You can use javafx or swing, although javafx needs certain combination of
warbler and jruby to work.

[0] [http://ortask.com/mutator/](http://ortask.com/mutator/)

[1] [http://ortask.com/testless/](http://ortask.com/testless/)

------
SimianLogic2
I've been going the other direction recently. We have a photoshop plugin that
exports layers with metadata (where an image is located, fonts, font sizes,
text, etc). For any platform that has a basic scene graph and some sort of
label functionality (Unity, iOS, android, theoretically even web) we write a
runtime that converts the metadata into runtime UIs.

So it ends up being custom logic for interaction on each platform, but the
design/assets can be shared cross-platform.

------
jbergens
You might have to define which platforms you want or need to target. There is
a difference between just writing a desktop application that should work on
Windows and Mac, an app that should work on iPhone and Android and a solution
that needs to work on all of the above plus Linux desktops and Windows Phones
and web browsers. [edit: spelling]

------
jasonjei
You can have your cake and eat it too. If you have to build a native desktop
app, you can use Chromium Embedded Framework. Spotify is one of its biggest
users. You can still build your UI in HTML but drive it with native code (C++,
Objective-C, C#, etc). We used CEF when we realized how painful Win32 C++ WTL
desktop UI was.

------
codesmythe
SWT rarely gets any love in desktop UI threads around here, but I recently
wrote a small desktop program using SWT and Java and found it to be a
reasonably pleasant experience. The main purpose of the program was to allow
the user to view a couple of database tables, and using a tree view widget
with columns was a key requirement. SWT is the widget toolkit used by Eclipse
and is mostly native, using GTK on Linux, Cocoa on macOS and the Win32 API on
Windows. It is still in active development, and support for HiDpi was recently
added.

I started off with an Angular 1 app using Dropwizard for the backend. But I
was frustrated with (1) the incidental complexity needed to use a decent tree
view widget with sorting, filtering, pagination, etc. and (2) the slow
response time of having to go from the web page, to the backend server, to the
database and then back again.

Around that time, I ran across a Java Swing app written by another group and
was surprised about how fast it was to start up and to access and display info
from a database. Since it used Swing though, the fonts under Red Hat 6 were
terrible. Since I already had most of the "business logic" in Java, it was
straightforward to quickly prototype a viewer using the SWT/JFace tree viewer.
It was fast to start up, and the fonts looked decent since it was using native
GTK2. I dropped the Angular stuff and coded the program in SWT and it has been
well received by my coworkers.

I'm a big believer in using native widgets to the extent possible, which SWT
does. For the tree view widget, for example, it uses GTKTreeView for Linux and
NSOutlineView for macOS. For Win32, there is not a native tree view widget
with columns; SWT uses the native Tree widget and draws the columns itself. Qt
on the other hand emulates a treeview widget on macOS for example and does not
use NSOutlineView.

There is occasionally a least-common-denominator issue when using SWT. For
example, I wanted to use tab widgets that have close buttons on the tab like
web browsers do. The native Win32 and Cocoa tab controls do not provide for
close buttons, so I had to use an SWT provided tab widget that is not native
at all. Doesn't look great, especially on the Mac, but it's fine.

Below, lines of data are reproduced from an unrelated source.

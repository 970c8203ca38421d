//! Cinder Script - the particle script format
//!
//! This crate turns script text into a [`ParticleScriptCollection`] and
//! back, and translates scripts into emitter setups for a host engine.

pub mod activate;
mod collection;
pub mod config;
mod document;
mod parser;
pub mod registry;
mod writer;

pub use activate::{
    activate, build_emission, EmitterSetup, FileResolver, MaterialBinding, MaterialHandle,
    MaterialResolver, NullResolver,
};
pub use collection::ParticleScriptCollection;
pub use config::ActivationConfig;
pub use document::{
    BillboardOrigin, BillboardRotation, BillboardType, DirectionType, ParticleScript,
};
pub use parser::{LoadOutcome, LoadWarning, ScriptParser, WarningKind};
pub use registry::Registries;
pub use writer::ScriptWriter;

use cinder_core::Result;
use std::fs;
use std::path::Path;

/// Load scripts from a file
pub fn load_scripts<P: AsRef<Path>>(path: P, registries: &Registries) -> Result<LoadOutcome> {
    let content = fs::read_to_string(path)?;
    load_scripts_string(&content, registries)
}

/// Load scripts from script text
pub fn load_scripts_string(content: &str, registries: &Registries) -> Result<LoadOutcome> {
    ScriptParser::new(registries).parse_str(content)
}

/// Save a collection to a file
pub fn save_scripts<P: AsRef<Path>>(path: P, collection: &ParticleScriptCollection) -> Result<()> {
    collection.write_file(path)
}

/// Save a collection to script text
pub fn save_scripts_string(collection: &ParticleScriptCollection) -> String {
    ScriptWriter::new().write_collection(collection)
}
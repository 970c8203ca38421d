//! Ordered, name-keyed set of particle scripts

use crate::document::ParticleScript;
use crate::parser::{LoadOutcome, ScriptParser};
use crate::registry::Registries;
use crate::writer::ScriptWriter;
use cinder_core::{CinderError, Result};
use std::fs;
use std::path::Path;

/// Scripts in document order. Inserting a duplicate name replaces the
/// earlier script in place.
#[derive(Debug, Clone, Default, PartialEq)]
pub struct ParticleScriptCollection {
    scripts: Vec<ParticleScript>,
}

impl ParticleScriptCollection {
    pub fn new() -> Self {
        Self::default()
    }

    /// Insert a script, returning the one it replaced
    pub fn insert(&mut self, script: ParticleScript) -> Option<ParticleScript> {
        match self.position(&script.name) {
            Some(i) => Some(std::mem::replace(&mut self.scripts[i], script)),
            None => {
                self.scripts.push(script);
                None
            }
        }
    }

    pub fn get(&self, name: &str) -> Option<&ParticleScript> {
        self.scripts.iter().find(|s| s.name == name)
    }

    pub fn get_mut(&mut self, name: &str) -> Option<&mut ParticleScript> {
        self.scripts.iter_mut().find(|s| s.name == name)
    }

    /// Look up a script, failing with [`CinderError::UnknownScript`]
    pub fn require(&self, name: &str) -> Result<&ParticleScript> {
        self.get(name)
            .ok_or_else(|| CinderError::UnknownScript(name.to_string()))
    }

    pub fn remove(&mut self, name: &str) -> Option<ParticleScript> {
        let i = self.position(name)?;
        Some(self.scripts.remove(i))
    }

    pub fn contains(&self, name: &str) -> bool {
        self.position(name).is_some()
    }

    pub fn names(&self) -> Vec<&str> {
        self.scripts.iter().map(|s| s.name.as_str()).collect()
    }

    pub fn iter(&self) -> impl Iterator<Item = &ParticleScript> {
        self.scripts.iter()
    }

    pub fn len(&self) -> usize {
        self.scripts.len()
    }

    pub fn is_empty(&self) -> bool {
        self.scripts.is_empty()
    }

    pub fn clear(&mut self) {
        self.scripts.clear();
    }

    /// Parse script text with the given registries, merging the scripts into
    /// this collection
    pub fn load_str(&mut self, content: &str, registries: &Registries) -> Result<LoadOutcome> {
        let outcome = ScriptParser::new(registries).parse_str(content)?;
        for script in outcome.collection.iter() {
            self.insert(script.clone());
        }
        Ok(outcome)
    }

    pub fn load_file<P: AsRef<Path>>(
        &mut self,
        path: P,
        registries: &Registries,
    ) -> Result<LoadOutcome> {
        let content = fs::read_to_string(path)?;
        self.load_str(&content, registries)
    }

    pub fn write_string(&self) -> String {
        ScriptWriter::new().write_collection(self)
    }

    pub fn write_file<P: AsRef<Path>>(&self, path: P) -> Result<()> {
        fs::write(path, self.write_string())?;
        Ok(())
    }

    fn position(&self, name: &str) -> Option<usize> {
        self.scripts.iter().position(|s| s.name == name)
    }
}

impl<'a> IntoIterator for &'a ParticleScriptCollection {
    type Item = &'a ParticleScript;
    type IntoIter = std::slice::Iter<'a, ParticleScript>;

    fn into_iter(self) -> Self::IntoIter {
        self.scripts.iter()
    }
}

The SWT API is dated, as it comes from the early 2000's, but it seems
straightforward and I rarely find myself surprised. Getting the GridLayout to
do what I wanted was probably the trickiest part. There are examples to follow
on the web. It does not have the kitchen sink aspect that Qt and WxWidgets
have, since Java is there to provide the networking and database access, etc.
Java 8 cleans up a lot of the issues with having to use anonymous inner
classes everywhere in favor of lambdas, and if Java is not your cup of coffee
then SWT is usable from other JVM languages.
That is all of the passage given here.